Visiting the Deoband Darul Uloom during his recent India tour, the Taliban’s Foreign Minister, Amir Khan Muttaqi, described the institution as “Madar e Ilmi”, or alma mater, which in a way provided a glimpse of Mr. Muttaqi’s evolution as a fighter and a diplomat.

Born in 1970 in a Pashtun family in Zarghun village of Helmand province, Amir Khan Muttaqi’s life has been intertwined with the history of his conflict-torn country. His family had migrated to Helmand from Paktia. The Afghanistan that he was born into was to change radically even as he started his early education in his village.

Among the waves of Afghans who left their homes after Soviet intervention began in December 1979 were Mr. Muttaqi and his family from Helmand. He shifted to the Afghan refugee camps that had come up near Peshawar, Pakistan. The refugees also provided young fighters for resisting the Soviet invasion and Mr. Muttaqi was one of the teenagers who joined the anti-Soviet jihad of the 1980s, funded by the CIA and guided by Pakistan’s ISI. It was during his years as a refugee in Pakistan that the young Pashtun fighter picked up Urdu which he uses today with his Pakistani and Indian interlocutors.
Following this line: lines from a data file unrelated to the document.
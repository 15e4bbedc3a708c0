// SPDX-License-Identifier: BUSL-1.1
// Copyright (c) 2026 Alfred Jean LLC

//! On-disk staging area for one import run.
//!
//! Photoset listings are staged first so that media pages can resolve album
//! membership without refetching; downloaded media files are parked here
//! until the sink picks them up. The whole directory is wiped in the run's
//! cleanup step.

use crate::error::ImportError;
use pf_flickr::{PhotoRef, Photoset};
use serde::{Deserialize, Serialize};
use std::collections::HashMap;
use std::fs;
use std::path::{Path, PathBuf};

/// Album identity for category creation.
#[derive(Debug, Clone, PartialEq, Serialize, Deserialize)]
pub struct AlbumRef {
    pub id: String,
    pub title: String,
    pub description: String,
}

#[derive(Serialize, Deserialize)]
struct StagedListing {
    album: AlbumRef,
    photos: Vec<PhotoRef>,
}

pub struct Staging {
    root: PathBuf,
}

impl Staging {
    pub fn new(root: impl Into<PathBuf>) -> Self {
        Self { root: root.into() }
    }

    pub fn root(&self) -> &Path {
        &self.root
    }

    fn photosets_dir(&self) -> PathBuf {
        self.root.join("photosets")
    }

    fn listing_path(&self, photoset_id: &str) -> PathBuf {
        self.photosets_dir().join(format!("{photoset_id}.json"))
    }

    pub fn has_photoset_listing(&self, photoset_id: &str) -> bool {
        self.listing_path(photoset_id).exists()
    }

    /// Stage one photoset's full photo listing.
    pub fn save_photoset_listing(
        &self,
        photoset: &Photoset,
        photos: &[PhotoRef],
    ) -> Result<(), ImportError> {
        fs::create_dir_all(self.photosets_dir())?;
        let listing = StagedListing {
            album: AlbumRef {
                id: photoset.id.clone(),
                title: photoset.title.content.clone(),
                description: photoset.description.content.clone(),
            },
            photos: photos.to_vec(),
        };
        fs::write(self.listing_path(&photoset.id), serde_json::to_vec_pretty(&listing)?)?;
        Ok(())
    }

    /// Media id → albums containing it, built from every staged listing.
    pub fn album_memberships(&self) -> Result<HashMap<String, Vec<AlbumRef>>, ImportError> {
        let mut memberships: HashMap<String, Vec<AlbumRef>> = HashMap::new();
        let dir = self.photosets_dir();
        if !dir.exists() {
            return Ok(memberships);
        }

        for entry in fs::read_dir(dir)? {
            let path = entry?.path();
            if path.extension().and_then(|e| e.to_str()) != Some("json") {
                continue;
            }
            let listing: StagedListing = serde_json::from_str(&fs::read_to_string(&path)?)?;
            for photo in &listing.photos {
                memberships.entry(photo.id.clone()).or_default().push(listing.album.clone());
            }
        }
        Ok(memberships)
    }

    /// Park a downloaded media file; returns its staged path.
    pub fn save_media_file(
        &self,
        media: &str,
        media_id: &str,
        extension: &str,
        bytes: &[u8],
    ) -> Result<PathBuf, ImportError> {
        let dir = self.root.join("media").join(media).join(media_id);
        fs::create_dir_all(&dir)?;
        let path = dir.join(format!("media.{extension}"));
        fs::write(&path, bytes)?;
        Ok(path)
    }

    /// Remove the entire staging area. Absence is fine.
    pub fn clear(&self) -> Result<(), ImportError> {
        if self.root.exists() {
            fs::remove_dir_all(&self.root)?;
        }
        Ok(())
    }
}

#[cfg(test)]
#[path = "staging_tests.rs"]
mod tests;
In Peshawar, seven political parties came up in the refugee camps (the Peshawar Seven). Prominent leaders from these groups were Gulbuddin Hekmatyar, Burhanuddin Rabbani, Abdul Rasul Sayyaf, Hazrat Sibghatullah Mojaddedi, Pir Sayed Ahmad Gailani, Maulana Mohammad Nabi Mohammadi, and Mohammed Yunus Khalis. Of them, Maulana Mohammadi and Khalis extended full support to the Taliban when the outfit was launched in the 1990s.